Why this role exists
We need someone who can build and own the research engine—fast, reproducible pipelines that turn raw data into features, run leakage‑safe backtests with real costs, and ship robust signals to live.
What you’ll build (engineering-first)
-
Research runtime & backtester: event‑driven core that is vectorized, profileable, and testable (purged CV, walk‑forward, costs/slippage, turnover/capacity).
-
Data plumbing: reliable ingestion and validation (schema checks, late/dirty data handling, idempotent jobs), dataset versioning, and columnar storage that makes experiments fast.
-
Experiment infra: one‑command runs, seed control, artifact tracking, CI checks, reproducibility guarantees.
-
Prod handoff: packaging signals with interfaces, telemetry, and alerts; safe rollout/rollback; performance + drift dashboards.
Day‑to‑day
- Prototype signals in Python, profile and remove bottlenecks (Numba/Polars/C++/Rust where it counts).

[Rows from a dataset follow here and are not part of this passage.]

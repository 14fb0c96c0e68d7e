//! Sentiment classification collaborator.
//!
//! `SentimentClassifier` is the seam for whatever model labels headlines
//! (a hosted transformer, a local model, a fake in tests). `LexiconClassifier`
//! is the built-in offline implementation: a word lexicon with short-range negation.

use async_trait::async_trait;
use once_cell::sync::Lazy;
use std::collections::HashMap;

use crate::error::FetchError;
use crate::signal::{Classification, Polarity};

static LEXICON: Lazy<HashMap<String, i32>> = Lazy::new(|| {
    let raw = include_str!("../config/lexicon.json");
    serde_json::from_str::<HashMap<String, i32>>(raw).expect("valid sentiment lexicon")
});

/// Labels a batch of headlines; output is index-aligned with the input.
#[async_trait]
pub trait SentimentClassifier: Send + Sync {
    async fn classify(&self, texts: &[String]) -> Result<Vec<Classification>, FetchError>;
    fn name(&self) -> &'static str;
}

#[derive(Debug, Clone, Default)]
pub struct LexiconClassifier;

impl LexiconClassifier {
    pub fn new() -> Self {
        Self
    }

    #[inline]
    fn word_score(&self, w: &str) -> i32 {
        *LEXICON.get(w).unwrap_or(&0)
    }

    /// Returns (summed score, lexicon hits).
    /// A negator in the previous 1..=3 tokens flips the sign of a lexicon word.
    pub fn score_text(&self, text: &str) -> (i32, usize) {
        let tokens: Vec<String> = tokenize(text).collect();
        let mut score: i32 = 0;
        let mut hits = 0usize;

        for (i, tok) in tokens.iter().enumerate() {
            let base = self.word_score(tok);
            if base == 0 {
                continue;
            }
            let negated = (1..=3).any(|k| i >= k && is_negator(tokens[i - k].as_str()));
            score += if negated { -base } else { base };
            hits += 1;
        }

        (score, hits)
    }

    /// Map a lexicon score to a label and a confidence in [0, 1].
    ///
    /// Non-zero scores use `|s| / (|s| + 1)` (0.5 for one hit, approaching 1).
    /// Neutral is certain when no lexicon word matched, a coin flip when hits cancel out.
    pub fn classify_text(&self, text: &str) -> Classification {
        let (score, hits) = self.score_text(text);
        let polarity = match score.signum() {
            1 => Polarity::Positive,
            -1 => Polarity::Negative,
            _ => Polarity::Neutral,
        };
        let confidence = match polarity {
            Polarity::Neutral if hits == 0 => 1.0,
            Polarity::Neutral => 0.5,
            _ => {
                let s = f64::from(score.abs());
                s / (s + 1.0)
            }
        };
        Classification {
            label: polarity.label().to_string(),
            score: confidence,
        }
    }
}

#[async_trait]
impl SentimentClassifier for LexiconClassifier {
    async fn classify(&self, texts: &[String]) -> Result<Vec<Classification>, FetchError> {
        Ok(texts.iter().map(|t| self.classify_text(t)).collect())
    }

    fn name(&self) -> &'static str {
        "lexicon"
    }
}

/// Lower-case alphanumeric tokens; apostrophes stay inside words so "isn't" survives.
fn tokenize(s: &str) -> impl Iterator<Item = String> + '_ {
    s.split(|c: char| !(c.is_alphanumeric() || c == '\''))
        .map(|t| t.trim_matches('\''))
        .filter(|t| !t.is_empty())
        .map(|t| t.to_lowercase())
}

fn is_negator(tok: &str) -> bool {
    matches!(
        tok,
        "not"
            | "no"
            | "never"
            | "isn't"
            | "wasn't"
            | "aren't"
            | "won't"
            | "can't"
            | "cannot"
            | "without"
            | "fails"
            | "failed"
    )
}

- Write deterministic tests (unit + property‑based) around feature lags, fills, and cost models.
- Make the backtest faster and safer every week (tail latencies, memory, numerical stability).
- Partner with infra to get research code to staging → live with metrics and SLOs.
Must‑haves
- Strong Python with vectorization/Numba (or willingness to learn fast); practical SQL.
- You’ve owned a data/ML/quant system end‑to‑end (ingest → compute → tests → deploy).
- You can explain and implement purged/embargoed CV, leakage guards, and transaction cost modeling.
- Comfort with containers (Docker) and CI; you treat reproducibility as a feature.